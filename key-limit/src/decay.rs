use std::time::Duration;

/// Whole units accrued over `elapsed` at `per_second`.
///
/// Truncates toward zero: 3.4s at 2 units/s accrues 6, not 6.8. Callers
/// rewrite their `last seen` timestamp to "now" on every call, so the
/// fractional remainder is discarded rather than carried forward. Both
/// buckets share this arithmetic; it is part of their contract, not an
/// accident of implementation.
pub(crate) fn accrued_units(elapsed: Duration, per_second: f64) -> usize {
    (elapsed.as_secs_f64() * per_second) as usize
}

#[cfg(test)]
mod tests {
    use super::*;

    #[test]
    fn test_truncates_toward_zero() {
        let cases = [
            (Duration::from_millis(3400), 2.0, 6),
            (Duration::from_millis(990), 1.0, 0),
            (Duration::from_millis(1000), 1.0, 1),
            (Duration::from_millis(2000), 2.5, 5),
            (Duration::from_millis(900), 2.5, 2),
            (Duration::ZERO, 10.0, 0),
        ];

        for (elapsed, rate, expected) in cases {
            assert_eq!(
                accrued_units(elapsed, rate),
                expected,
                "elapsed {elapsed:?} at {rate}/s"
            );
        }
    }

    #[test]
    fn test_sub_unit_progress_is_lost() {
        // Three separate 400ms reads at 2/s each truncate to 0, even though
        // one 1200ms read would accrue 2.
        let split: usize = (0..3)
            .map(|_| accrued_units(Duration::from_millis(400), 2.0))
            .sum();
        assert_eq!(split, 0);
        assert_eq!(accrued_units(Duration::from_millis(1200), 2.0), 2);
    }
}
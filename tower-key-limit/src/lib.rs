//! # Tower Key Limit
//!
//! `tower-key-limit` applies per-key rate limiting to a
//! [Tower](https://github.com/tower-rs/tower) service stack, backed by a
//! [`key_limit::Strategy`].
//!
//! ## How it differs from a plain rate-limit layer
//!
//! A key-less limiter can acquire its permit in `poll_ready`, before any
//! request exists. A keyed limiter cannot: the key (client id, IP, API
//! token) lives on the request itself. [`KeyLimitService`] therefore decides
//! at `call` time — it extracts the key, consults the shared strategy, and
//! either forwards the request or resolves immediately with
//! [`KeyLimitError::RateLimited`], carrying the strategy's retry-after hint.
//! There is no queueing: a denied request is the caller's to retry.
//!
//! ## Example
//!
//! ```rust
//! use std::sync::Arc;
//! use std::time::Duration;
//!
//! use key_limit::FixedWindow;
//! use tower::ServiceBuilder;
//! use tower_key_limit::KeyLimitLayer;
//!
//! let strategy = Arc::new(FixedWindow::new(100, Duration::from_secs(60)).unwrap());
//! let layer = KeyLimitLayer::new(strategy, |req: &String| req.clone());
//!
//! let _stack = ServiceBuilder::new().layer(layer);
//! ```

mod error;
mod layer;
mod service;


pub use error::KeyLimitError;
pub use layer::KeyLimitLayer;
pub use service::KeyLimitService;
pub use service::ResponseFuture;
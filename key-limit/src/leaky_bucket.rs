use std::ops::ControlFlow;
use std::time::Duration;

use quanta::Clock;
use quanta::Instant;
use tracing::trace;

use super::ConfigError;
use super::Reason;
use super::Strategy;

use crate::decay::accrued_units;
use crate::store::KeyedStore;

/// A per-key leaky bucket.
///
/// Each admitted request occupies one slot in the key's bucket; slots drain
/// at a fixed rate. A full bucket denies until enough has leaked. Whole
/// units only: fractional leakage within a call is truncated away, so very
/// frequent calls drain slower than the nominal rate.
#[derive(Debug)]
pub struct LeakyBucket {
    capacity: usize,
    leak_rate: f64,
    buckets: KeyedStore<Bucket>,
    clock: Clock,
    anchor: Instant,
}

#[derive(Debug)]
struct Bucket {
    queued: usize,
    /// Nanos from the anchor of the last leak accounting.
    last_leak_at: u64,
}

impl Strategy for LeakyBucket {
    fn allow(&self, key: &str) -> ControlFlow<Reason> {
        let entry = self.buckets.entry(key, || Bucket {
            queued: 0,
            last_leak_at: self.now_ns(),
        });
        let mut bucket = entry.lock().unwrap();
        let now = self.now_ns();

        let elapsed = Duration::from_nanos(now.saturating_sub(bucket.last_leak_at));
        let leaked = accrued_units(elapsed, self.leak_rate);
        bucket.queued = bucket.queued.saturating_sub(leaked);
        bucket.last_leak_at = now;

        if bucket.queued >= self.capacity {
            trace!(key, "leaky bucket full");
            // One unit's drain time; saturate rather than panic on
            // pathologically slow rates.
            let retry_after =
                Duration::try_from_secs_f64(1.0 / self.leak_rate).unwrap_or(Duration::MAX);
            return ControlFlow::Break(Reason::Overloaded { retry_after });
        }

        bucket.queued += 1;
        ControlFlow::Continue(())
    }
}

impl LeakyBucket {
    /// Creates a new `LeakyBucket` strategy.
    ///
    /// # Arguments
    ///
    /// * `capacity` - How many admitted requests a key's bucket holds.
    /// * `leak_rate` - Units drained per second.
    ///
    /// # Errors
    ///
    /// Rejects a zero `capacity` and a `leak_rate` that is not positive and
    /// finite.
    pub fn new(capacity: usize, leak_rate: f64) -> Result<Self, ConfigError> {
        Self::with_clock(capacity, leak_rate, Clock::new())
    }

    /// As [`LeakyBucket::new`], with an injected clock.
    pub fn with_clock(capacity: usize, leak_rate: f64, clock: Clock) -> Result<Self, ConfigError> {
        if capacity == 0 {
            return Err(ConfigError::ZeroCapacity);
        }
        if !(leak_rate.is_finite() && leak_rate > 0.0) {
            return Err(ConfigError::InvalidRate(leak_rate));
        }

        let anchor = clock.now();
        Ok(LeakyBucket {
            capacity,
            leak_rate,
            buckets: KeyedStore::new(),
            clock,
            anchor,
        })
    }

    fn now_ns(&self) -> u64 {
        self.clock.now().duration_since(self.anchor).as_nanos() as u64
    }
}
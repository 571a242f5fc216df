use std::collections::VecDeque;
use std::ops::ControlFlow;
use std::time::Duration;

use quanta::Clock;
use quanta::Instant;
use tracing::trace;

use super::ConfigError;
use super::Reason;
use super::Strategy;

use crate::store::KeyedStore;

/// A per-key sliding window log.
///
/// Keeps the timestamp of every admitted request and trims those older than
/// the trailing window before each decision. This gives an exact guarantee:
/// no trailing interval of the window's length ever contains more than
/// `limit` admissions for a key. Memory grows with admission rate times
/// window length per key, the price of exactness.
#[derive(Debug)]
pub struct SlidingLog {
    limit: usize,
    window_ns: u64,
    logs: KeyedStore<VecDeque<u64>>,
    clock: Clock,
    anchor: Instant,
}

impl Strategy for SlidingLog {
    fn allow(&self, key: &str) -> ControlFlow<Reason> {
        let entry = self.logs.entry(key, VecDeque::new);
        let mut log = entry.lock().unwrap();
        let now = self.now_ns();

        // The log is ascending, so expiry is a prefix trim. A timestamp
        // exactly at the cutoff is still inside the window.
        let cutoff = now.saturating_sub(self.window_ns);
        while log.front().is_some_and(|&ts| ts < cutoff) {
            log.pop_front();
        }

        if log.len() >= self.limit {
            trace!(key, "sliding log full");
            // The oldest retained admission ages out at ts + window.
            let retry_after = log
                .front()
                .map(|&ts| Duration::from_nanos((ts + self.window_ns).saturating_sub(now)))
                .unwrap_or_default();
            return ControlFlow::Break(Reason::Overloaded { retry_after });
        }

        log.push_back(now);
        ControlFlow::Continue(())
    }
}

impl SlidingLog {
    /// Creates a new `SlidingLog` strategy.
    ///
    /// # Arguments
    ///
    /// * `limit` - The maximum number of admissions per key within any
    ///   trailing `window`.
    /// * `window` - The length of the trailing window.
    ///
    /// # Errors
    ///
    /// Rejects a zero `limit` or a zero `window`.
    pub fn new(limit: usize, window: Duration) -> Result<Self, ConfigError> {
        Self::with_clock(limit, window, Clock::new())
    }

    /// As [`SlidingLog::new`], with an injected clock.
    pub fn with_clock(limit: usize, window: Duration, clock: Clock) -> Result<Self, ConfigError> {
        if limit == 0 {
            return Err(ConfigError::ZeroLimit);
        }
        if window.is_zero() {
            return Err(ConfigError::ZeroWindow);
        }

        let anchor = clock.now();
        Ok(SlidingLog {
            limit,
            window_ns: window.as_nanos() as u64,
            logs: KeyedStore::new(),
            clock,
            anchor,
        })
    }

    fn now_ns(&self) -> u64 {
        self.clock.now().duration_since(self.anchor).as_nanos() as u64
    }

    #[cfg(test)]
    fn log_len(&self, key: &str) -> usize {
        self.logs.entry(key, VecDeque::new).lock().unwrap().len()
    }
}
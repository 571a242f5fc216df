//! # key-limit
//!
//! `key-limit` provides per-key admission control: each caller key (a client
//! id, an IP, an API token) gets its own quota state, created lazily on first
//! sight and updated under its own lock.
//!
//! ## Core Philosophy
//!
//! A single global limiter serializes unrelated callers against each other.
//! `key-limit` partitions state by key behind a two-level locking scheme: a
//! coarse lock guards the key map's structure, and each key's record carries
//! its own lock for the decay-and-decide arithmetic. Unrelated keys proceed
//! fully in parallel; calls for one key serialize.
//!
//! ## Key Concepts
//!
//! * **Keyed State**: one record per key, owned by the strategy instance for
//!   its lifetime. Records are never evicted, so pick a key with bounded
//!   cardinality (client id, not request id).
//! * **Lazy Evaluation**: windows drain, buckets refill and leak at the moment
//!   of the request. No background workers or timers.
//! * **Strategy Trait**: a unified interface for different limiting
//!   algorithms, selected at construction time.
//! * **Injectable Clock**: every strategy accepts a `quanta::Clock`, so tests
//!   drive synthetic time with `Clock::mock()`.
//!
//! ## Example
//!
//! ```rust
//! use key_limit::Strategy;
//! use key_limit::TokenBucket;
//!
//! // 100-token buckets per key, refilling 10 tokens/second
//! let bucket = TokenBucket::new(100, 10.0).unwrap();
//!
//! if bucket.allow("client-7").is_continue() {
//!     // Request admitted
//! }
//! ```

use std::fmt::Debug;
use std::ops::ControlFlow;
use std::time::Duration;

mod decay;
mod fixed_window;
mod leaky_bucket;
mod sliding_log;
mod store;
mod token_bucket;

pub use fixed_window::FixedWindow;
pub use leaky_bucket::LeakyBucket;
pub use sliding_log::SlidingLog;
pub use token_bucket::TokenBucket;

/// Reasons why a request might be rejected by a strategy.
#[derive(Debug, PartialEq)]
pub enum Reason {
    Overloaded { retry_after: Duration },
}

/// Rejected configuration at construction time.
///
/// `allow` itself never fails; the only error surface is a constructor
/// handed parameters that make the algorithm's arithmetic meaningless.
#[derive(Debug, Clone, PartialEq, thiserror::Error)]
pub enum ConfigError {
    /// The request limit must admit at least one request per window.
    #[error("limit must be at least 1")]
    ZeroLimit,

    /// Bucket capacity must hold at least one unit.
    #[error("capacity must be at least 1")]
    ZeroCapacity,

    /// A zero-length window makes every request fall outside it.
    #[error("window duration must be non-zero")]
    ZeroWindow,

    /// Rates are units per second and must be positive and finite.
    #[error("rate must be a positive finite number, got {0}")]
    InvalidRate(f64),
}

/// The core trait for all keyed rate-limiting algorithms.
///
/// Strategies must be `Send` and `Sync` to allow sharing across thread
/// boundaries via `Arc`.
pub trait Strategy: Debug {
    /// Decides whether the request identified by `key` may proceed.
    ///
    /// `Continue` admits the request and records its consumption against the
    /// key's quota. `Break` denies it and leaves the key's countable state
    /// untouched (time-based decay is still applied). Never blocks beyond
    /// brief per-key lock contention.
    fn allow(&self, key: &str) -> ControlFlow<Reason>;
}
use std::future::Future;
use std::ops::ControlFlow;
use std::pin::Pin;
use std::sync::Arc;
use std::task::Context;
use std::task::Poll;

use pin_project_lite::pin_project;
use tower::BoxError;
use tower::Service;

use key_limit::Reason;
use key_limit::Strategy;

use crate::error::KeyLimitError;

/// A service that admits or rejects each request against its key's quota.
///
/// The admission decision happens in `call`, once the request (and therefore
/// its key) exists. `poll_ready` only reflects the inner service; readiness
/// never depends on quota state, so a denial for one key cannot stall the
/// whole stack.
#[derive(Debug)]
pub struct KeyLimitService<L, S, F>
where
    L: ?Sized,
{
    inner: S,
    limiter: Arc<L>,
    key_fn: F,
}

pin_project! {
    /// Response future: either the inner service's future or an immediate
    /// rejection for an over-quota key.
    #[project = ResponseFutureProj]
    pub enum ResponseFuture<F> {
        Forwarded { #[pin] future: F },
        Rejected { error: Option<KeyLimitError> },
    }
}

impl<F, T> Future for ResponseFuture<F>
where
    F: Future<Output = Result<T, BoxError>>,
{
    type Output = Result<T, BoxError>;

    fn poll(self: Pin<&mut Self>, cx: &mut Context<'_>) -> Poll<Self::Output> {
        match self.project() {
            ResponseFutureProj::Forwarded { future } => future.poll(cx),
            ResponseFutureProj::Rejected { error } => {
                let error = error.take().expect("polled after completion");
                Poll::Ready(Err(Box::new(error)))
            }
        }
    }
}

impl<L, S, F> Clone for KeyLimitService<L, S, F>
where
    L: ?Sized,
    S: Clone,
    F: Clone,
{
    fn clone(&self) -> Self {
        Self {
            inner: self.inner.clone(),
            limiter: Arc::clone(&self.limiter),
            key_fn: self.key_fn.clone(),
        }
    }
}

impl<L, S, F, Req> Service<Req> for KeyLimitService<L, S, F>
where
    L: Strategy + ?Sized + Send + Sync + 'static,
    S: Service<Req, Error = BoxError>,
    F: Fn(&Req) -> String,
{
    type Response = S::Response;
    type Error = S::Error;
    type Future = ResponseFuture<S::Future>;

    fn poll_ready(&mut self, cx: &mut Context<'_>) -> Poll<Result<(), Self::Error>> {
        self.inner.poll_ready(cx)
    }

    fn call(&mut self, req: Req) -> Self::Future {
        let key = (self.key_fn)(&req);

        match self.limiter.allow(&key) {
            ControlFlow::Continue(()) => ResponseFuture::Forwarded {
                future: self.inner.call(req),
            },
            ControlFlow::Break(Reason::Overloaded { retry_after }) => ResponseFuture::Rejected {
                error: Some(KeyLimitError::RateLimited { retry_after }),
            },
        }
    }
}

impl<L, S, F> KeyLimitService<L, S, F>
where
    L: ?Sized,
{
    pub fn new(inner: S, limiter: Arc<L>, key_fn: F) -> Self {
        Self {
            inner,
            limiter,
            key_fn,
        }
    }
}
★ ★ ★ ★ ★ ★ ★
WORK TASK –
Check each line of the material for the string "inner", then state how many lines have it and nothing more.

SOLUTION BELOW –
8